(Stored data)
# # # # # # #
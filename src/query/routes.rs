//! HTTP handlers. Each one maps to a single atlas operation.

use std::str::FromStr;
use std::sync::Arc;

use axum::{
    extract::{Path, Query, State},
    http::StatusCode,
    response::Json,
};
use serde::{Deserialize, Serialize};
use serde_json::Value;
use tracing::error;

use locus::models::{Continent, Country, CountryGrouping, Feature, PropertyMap, Region};
use locus::{EntityKind, Locale, Location, LocusError, OutputMode};

use crate::AppState;

type ApiResult<T> = Result<Json<T>, (StatusCode, String)>;

fn not_found(what: &str, code: &str) -> (StatusCode, String) {
    (StatusCode::NOT_FOUND, format!("Unknown {}: {}", what, code))
}

fn found<T>(value: Option<T>, what: &str, code: &str) -> ApiResult<T> {
    value.map(Json).ok_or_else(|| not_found(what, code))
}

fn parse_kind(kind: &str) -> Result<EntityKind, (StatusCode, String)> {
    EntityKind::from_str(kind).map_err(|e| (StatusCode::BAD_REQUEST, e.to_string()))
}

#[derive(Deserialize)]
pub struct LocaleParams {
    /// Locale tag, e.g. `es` or `pt-BR`
    locale: Option<String>,
}

impl LocaleParams {
    fn locale(&self) -> Locale {
        Locale::normalize(self.locale.as_deref())
    }
}

#[derive(Serialize)]
pub struct HealthResponse {
    status: &'static str,
    boundaries: usize,
    countries: usize,
}

/// Health check endpoint
pub async fn health(State(state): State<Arc<AppState>>) -> Json<HealthResponse> {
    Json(HealthResponse {
        status: "ok",
        boundaries: state.atlas.geocoder().index().len(),
        countries: state.atlas.catalog().countries(&Locale::none()).len(),
    })
}

#[derive(Deserialize)]
pub struct LocateParams {
    lat: Option<String>,
    lng: Option<String>,
    /// `default`, `raw` or `geojson`
    format: Option<String>,
}

/// Query-string coordinates become JSON numbers when they parse, and stay
/// strings otherwise so the lookup rejects them.
fn coordinate(raw: &Option<String>) -> Value {
    match raw {
        Some(s) => s
            .trim()
            .parse::<f64>()
            .map(Value::from)
            .unwrap_or_else(|_| Value::String(s.clone())),
        None => Value::Null,
    }
}

/// Reverse geocoding. A point outside every boundary answers `null`.
pub async fn locate(
    State(state): State<Arc<AppState>>,
    Query(params): Query<LocateParams>,
) -> ApiResult<Option<Location>> {
    let mode = match params.format.as_deref() {
        Some(format) => OutputMode::from_str(format).map_err(|e| (StatusCode::BAD_REQUEST, e))?,
        None => OutputMode::default(),
    };

    state
        .atlas
        .locate_json(&coordinate(&params.lat), &coordinate(&params.lng), mode)
        .map(Json)
        .map_err(|e| match e {
            LocusError::InvalidCoordinates { .. } => (StatusCode::BAD_REQUEST, e.to_string()),
            other => {
                error!("Reverse geocoding failed: {}", other);
                (StatusCode::INTERNAL_SERVER_ERROR, other.to_string())
            }
        })
}

#[derive(Deserialize)]
pub struct BoundaryParams {
    #[serde(default)]
    simplified: bool,
}

pub async fn boundary(
    State(state): State<Arc<AppState>>,
    Path((kind, code)): Path<(String, String)>,
    Query(params): Query<BoundaryParams>,
) -> ApiResult<Feature<PropertyMap>> {
    let kind = parse_kind(&kind)?;
    found(
        state.atlas.boundary(kind, &code, params.simplified),
        kind.as_str(),
        &code,
    )
}

pub async fn is_valid(
    State(state): State<Arc<AppState>>,
    Path((kind, code)): Path<(String, String)>,
) -> ApiResult<bool> {
    let kind = parse_kind(&kind)?;
    Ok(Json(state.atlas.catalog().is_valid(kind, &code)))
}

// -- continents -------------------------------------------------------------

pub async fn continents(
    State(state): State<Arc<AppState>>,
    Query(params): Query<LocaleParams>,
) -> Json<Vec<Continent>> {
    Json(state.atlas.catalog().continents(&params.locale()))
}

pub async fn continent(
    State(state): State<Arc<AppState>>,
    Path(code): Path<String>,
    Query(params): Query<LocaleParams>,
) -> ApiResult<Continent> {
    found(
        state.atlas.catalog().continent(&code, &params.locale()),
        "continent",
        &code,
    )
}

pub async fn continent_countries(
    State(state): State<Arc<AppState>>,
    Path(code): Path<String>,
    Query(params): Query<LocaleParams>,
) -> ApiResult<Vec<Country>> {
    found(
        state.atlas.catalog().countries_by_continent(&code, &params.locale()),
        "continent",
        &code,
    )
}

// -- countries --------------------------------------------------------------

pub async fn countries(
    State(state): State<Arc<AppState>>,
    Query(params): Query<LocaleParams>,
) -> Json<Vec<Country>> {
    Json(state.atlas.catalog().countries(&params.locale()))
}

/// Accepts alpha-2 or alpha-3.
pub async fn country(
    State(state): State<Arc<AppState>>,
    Path(code): Path<String>,
    Query(params): Query<LocaleParams>,
) -> ApiResult<Country> {
    found(
        state.atlas.catalog().country(&code, &params.locale()),
        "country",
        &code,
    )
}

pub async fn country_regions(
    State(state): State<Arc<AppState>>,
    Path(code): Path<String>,
    Query(params): Query<LocaleParams>,
) -> ApiResult<Vec<Region>> {
    let catalog = state.atlas.catalog();
    let alpha2 = catalog
        .resolve_alpha2(&code)
        .ok_or_else(|| not_found("country", &code))?;
    Ok(Json(catalog.regions_by_country_alpha2(&alpha2, &params.locale())))
}

#[derive(Serialize)]
pub struct CountryCodes {
    country_a2: String,
    country_a3: String,
}

pub async fn country_codes(
    State(state): State<Arc<AppState>>,
    Path(code): Path<String>,
) -> ApiResult<CountryCodes> {
    let catalog = state.atlas.catalog();
    let codes = catalog.resolve_alpha2(&code).and_then(|alpha2| {
        catalog.alpha2_to_alpha3(&alpha2).map(|alpha3| CountryCodes {
            country_a2: alpha2,
            country_a3: alpha3,
        })
    });
    found(codes, "country", &code)
}

// -- country groupings ------------------------------------------------------

pub async fn country_groupings(
    State(state): State<Arc<AppState>>,
    Query(params): Query<LocaleParams>,
) -> Json<Vec<CountryGrouping>> {
    Json(state.atlas.catalog().country_groupings(&params.locale()))
}

pub async fn country_grouping(
    State(state): State<Arc<AppState>>,
    Path(code): Path<String>,
    Query(params): Query<LocaleParams>,
) -> ApiResult<CountryGrouping> {
    found(
        state.atlas.catalog().country_grouping(&code, &params.locale()),
        "country grouping",
        &code,
    )
}

pub async fn country_grouping_countries(
    State(state): State<Arc<AppState>>,
    Path(code): Path<String>,
    Query(params): Query<LocaleParams>,
) -> ApiResult<Vec<Country>> {
    found(
        state
            .atlas
            .catalog()
            .countries_by_country_grouping(&code, &params.locale()),
        "country grouping",
        &code,
    )
}

// -- regions and states -----------------------------------------------------

#[derive(Deserialize)]
pub struct RegionsParams {
    locale: Option<String>,
    /// Embed each region's states
    #[serde(default)]
    states: bool,
}

pub async fn regions(
    State(state): State<Arc<AppState>>,
    Query(params): Query<RegionsParams>,
) -> Json<Vec<Region>> {
    let locale = Locale::normalize(params.locale.as_deref());
    let catalog = state.atlas.catalog();
    if params.states {
        Json(catalog.regions_with_states(&locale))
    } else {
        Json(catalog.regions(&locale))
    }
}

pub async fn region(
    State(state): State<Arc<AppState>>,
    Path(code): Path<String>,
    Query(params): Query<LocaleParams>,
) -> ApiResult<Region> {
    found(
        state.atlas.catalog().region(&code, &params.locale()),
        "region",
        &code,
    )
}

pub async fn region_states(
    State(state): State<Arc<AppState>>,
    Path(code): Path<String>,
    Query(params): Query<LocaleParams>,
) -> ApiResult<Vec<locus::models::State>> {
    found(
        state.atlas.catalog().states_by_region(&code, &params.locale()),
        "region",
        &code,
    )
}

pub async fn state(
    State(state): State<Arc<AppState>>,
    Path(code): Path<String>,
    Query(params): Query<LocaleParams>,
) -> ApiResult<locus::models::State> {
    found(
        state.atlas.catalog().state(&code, &params.locale()),
        "state",
        &code,
    )
}

#[cfg(test)]
mod tests {
    use super::*;

    #[test]
    fn test_coordinate_parsing() {
        assert_eq!(coordinate(&Some("40.4".to_string())), Value::from(40.4));
        assert_eq!(coordinate(&Some(" -3.7 ".to_string())), Value::from(-3.7));
        assert_eq!(coordinate(&Some("x".to_string())), Value::from("x"));
        assert_eq!(coordinate(&None), Value::Null);
        // NaN is not representable as a JSON number
        assert_eq!(coordinate(&Some("NaN".to_string())), Value::Null);
    }
}
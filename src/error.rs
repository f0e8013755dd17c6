//! Error types for loading and querying the atlas.

use std::path::PathBuf;

use thiserror::Error;

/// Library errors.
///
/// "Not found" is never an error: unknown codes and coordinates outside
/// every boundary come back as `None`.
#[derive(Error, Debug)]
pub enum LocusError {
    /// Coordinates that are not finite numbers.
    #[error("Wrong coordinates (lat: {lat}, lng: {lng})")]
    InvalidCoordinates { lat: String, lng: String },

    /// A data file could not be read.
    #[error("Failed to read {}: {source}", path.display())]
    Io {
        path: PathBuf,
        #[source]
        source: std::io::Error,
    },

    /// A data file is not valid JSON for its schema.
    #[error("Failed to parse {}: {source}", path.display())]
    Parse {
        path: PathBuf,
        #[source]
        source: serde_json::Error,
    },

    /// An admin1 feature whose properties do not fit the typed schema.
    #[error("Invalid admin1 feature #{index}: {reason}")]
    InvalidFeature { index: usize, reason: String },

    /// Two catalog entries share a code that must be unique.
    #[error("Duplicate {kind} code: {code}")]
    DuplicateCode { kind: &'static str, code: String },

    /// Entity kind name that is not one of the catalog kinds.
    #[error("Unknown entity kind: {0}")]
    UnknownKind(String),
}

impl LocusError {
    pub(crate) fn invalid_coordinates(lat: impl ToString, lng: impl ToString) -> Self {
        LocusError::InvalidCoordinates {
            lat: lat.to_string(),
            lng: lng.to_string(),
        }
    }
}

/// Result type for atlas operations.
pub type Result<T> = std::result::Result<T, LocusError>;
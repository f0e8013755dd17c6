//! The loaded dataset: catalog, admin1 boundaries and boundary files.
//!
//! Built once at startup and shared read-only (`Arc<Atlas>`) by every query.

use serde_json::Value;
use std::path::Path;
use tracing::{debug, info};

use crate::artifacts::BoundaryStore;
use crate::catalog::Catalog;
use crate::error::Result;
use crate::models::{EntityKind, Feature, PropertyMap};
use crate::pip::{load_admin_boundaries, AdminBoundaryIndex, Location, OutputMode, ReverseGeocoder};

pub struct Atlas {
    catalog: Catalog,
    geocoder: ReverseGeocoder,
    store: BoundaryStore,
}

impl Atlas {
    /// Load everything from a data directory.
    pub fn load(root: &Path) -> Result<Self> {
        info!("Loading atlas from {}", root.display());
        let catalog = Catalog::load(root)?;
        let index = AdminBoundaryIndex::build(load_admin_boundaries(root)?);
        Ok(Self::new(catalog, index, BoundaryStore::new(root)))
    }

    pub fn new(catalog: Catalog, index: AdminBoundaryIndex, store: BoundaryStore) -> Self {
        Self {
            catalog,
            geocoder: ReverseGeocoder::new(index),
            store,
        }
    }

    pub fn catalog(&self) -> &Catalog {
        &self.catalog
    }

    pub fn geocoder(&self) -> &ReverseGeocoder {
        &self.geocoder
    }

    pub fn locate(&self, lat: f64, lng: f64, mode: OutputMode) -> Result<Option<Location>> {
        self.geocoder.locate(lat, lng, mode)
    }

    pub fn locate_json(&self, lat: &Value, lng: &Value, mode: OutputMode) -> Result<Option<Location>> {
        self.geocoder.locate_json(lat, lng, mode)
    }

    /// Boundary feature of a catalog entity.
    ///
    /// Unknown codes give `None` without touching the filesystem. Countries
    /// accept alpha-2 or alpha-3. `simplified` only applies to continents
    /// and country groupings.
    pub fn boundary(
        &self,
        kind: EntityKind,
        code: &str,
        simplified: bool,
    ) -> Option<Feature<PropertyMap>> {
        match kind {
            EntityKind::State => self.state_boundary(code),
            EntityKind::Country => {
                let alpha2 = self.catalog.resolve_alpha2(code)?;
                self.store.get(kind, &alpha2, simplified)
            }
            _ if self.catalog.is_valid(kind, code) => self.store.get(kind, code, simplified),
            _ => {
                debug!("Unknown {} code {}", kind, code);
                None
            }
        }
    }

    pub fn continent_boundary(&self, code: &str, simplified: bool) -> Option<Feature<PropertyMap>> {
        self.boundary(EntityKind::Continent, code, simplified)
    }

    pub fn country_boundary_by_alpha2(&self, alpha2: &str) -> Option<Feature<PropertyMap>> {
        if !self.catalog.is_valid_alpha2(alpha2) {
            return None;
        }
        self.store.get(EntityKind::Country, alpha2, false)
    }

    pub fn country_boundary_by_alpha3(&self, alpha3: &str) -> Option<Feature<PropertyMap>> {
        let alpha2 = self.catalog.alpha3_to_alpha2(alpha3)?;
        self.store.get(EntityKind::Country, &alpha2, false)
    }

    pub fn country_grouping_boundary(
        &self,
        code: &str,
        simplified: bool,
    ) -> Option<Feature<PropertyMap>> {
        self.boundary(EntityKind::CountryGrouping, code, simplified)
    }

    pub fn region_boundary(&self, code: &str) -> Option<Feature<PropertyMap>> {
        self.boundary(EntityKind::Region, code, false)
    }

    /// State geometry comes from the admin1 collection, with its properties
    /// reduced to `{country_a2, region_code, state_code}`.
    pub fn state_boundary(&self, code: &str) -> Option<Feature<PropertyMap>> {
        if !self.catalog.is_valid_state(code) {
            return None;
        }
        self.geocoder
            .index()
            .find_state(code)
            .map(|boundary| boundary.to_state_feature(code))
    }
}
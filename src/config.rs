use anyhow::{Context, Result};
use serde::Deserialize;
use std::fs;
use std::path::{Path, PathBuf};

#[derive(Debug, Deserialize, Clone, Default)]
pub struct Config {
    #[serde(default)]
    pub data: DataConfig,
    #[serde(default)]
    pub server: ServerConfig,
}

#[derive(Debug, Deserialize, Clone)]
pub struct DataConfig {
    /// Directory holding `states/`, `continents/`, `countries/`, ...
    #[serde(default = "default_data_root")]
    pub root: PathBuf,
}

#[derive(Debug, Deserialize, Clone)]
pub struct ServerConfig {
    #[serde(default = "default_listen")]
    pub listen: String,
}

fn default_data_root() -> PathBuf {
    PathBuf::from("data")
}

fn default_listen() -> String {
    "0.0.0.0:3000".to_string()
}

impl Default for DataConfig {
    fn default() -> Self {
        Self {
            root: default_data_root(),
        }
    }
}

impl Default for ServerConfig {
    fn default() -> Self {
        Self {
            listen: default_listen(),
        }
    }
}

impl Config {
    pub fn load_from_file<P: AsRef<Path>>(path: P) -> Result<Self> {
        let content = fs::read_to_string(path).context("Failed to read config file")?;
        let config: Config = toml::from_str(&content).context("Failed to parse config file")?;
        Ok(config)
    }
}

#[cfg(test)]
mod tests {
    use super::*;

    #[test]
    fn test_defaults() {
        let config: Config = toml::from_str("").unwrap();
        assert_eq!(config.data.root, PathBuf::from("data"));
        assert_eq!(config.server.listen, "0.0.0.0:3000");
    }

    #[test]
    fn test_partial_override() {
        let config: Config = toml::from_str(
            r#"
            [data]
            root = "/srv/locus/data"
            "#,
        )
        .unwrap();
        assert_eq!(config.data.root, PathBuf::from("/srv/locus/data"));
        assert_eq!(config.server.listen, "0.0.0.0:3000");
    }

    #[test]
    fn test_load_missing_file() {
        assert!(Config::load_from_file("/nonexistent/locus.toml").is_err());
    }
}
# # # # # # #
### [TASK DIRECTIONS]
Take the lines from the top of the data through the one that contains "fn coordinate(raw: &Option<String>)" and copy them exactly, leaving out every line after it.

### [SOLUTION TO THE EXERCISE]
filename src/query/routes.rs
//! HTTP handlers. Each one maps to a single atlas operation.

use std::str::FromStr;
use std::sync::Arc;

use axum::{
    extract::{Path, Query, State},
    http::StatusCode,
    response::Json,
};
use serde::{Deserialize, Serialize};
use serde_json::Value;
use tracing::error;

use locus::models::{Continent, Country, CountryGrouping, Feature, PropertyMap, Region};
use locus::{EntityKind, Locale, Location, LocusError, OutputMode};

use crate::AppState;

type ApiResult<T> = Result<Json<T>, (StatusCode, String)>;

fn not_found(what: &str, code: &str) -> (StatusCode, String) {
    (StatusCode::NOT_FOUND, format!("Unknown {}: {}", what, code))
}

fn found<T>(value: Option<T>, what: &str, code: &str) -> ApiResult<T> {
    value.map(Json).ok_or_else(|| not_found(what, code))
}

fn parse_kind(kind: &str) -> Result<EntityKind, (StatusCode, String)> {
    EntityKind::from_str(kind).map_err(|e| (StatusCode::BAD_REQUEST, e.to_string()))
}

#[derive(Deserialize)]
pub struct LocaleParams {
    /// Locale tag, e.g. `es` or `pt-BR`
    locale: Option<String>,
}

impl LocaleParams {
    fn locale(&self) -> Locale {
        Locale::normalize(self.locale.as_deref())
    }
}

#[derive(Serialize)]
pub struct HealthResponse {
    status: &'static str,
    boundaries: usize,
    countries: usize,
}

/// Health check endpoint
pub async fn health(State(state): State<Arc<AppState>>) -> Json<HealthResponse> {
    Json(HealthResponse {
        status: "ok",
        boundaries: state.atlas.geocoder().index().len(),
        countries: state.atlas.catalog().countries(&Locale::none()).len(),
    })
}

#[derive(Deserialize)]
pub struct LocateParams {
    lat: Option<String>,
    lng: Option<String>,
    /// `default`, `raw` or `geojson`
    format: Option<String>,
}

/// Query-string coordinates become JSON numbers when they parse, and stay
/// strings otherwise so the lookup rejects them.
fn coordinate(raw: &Option<String>) -> Value {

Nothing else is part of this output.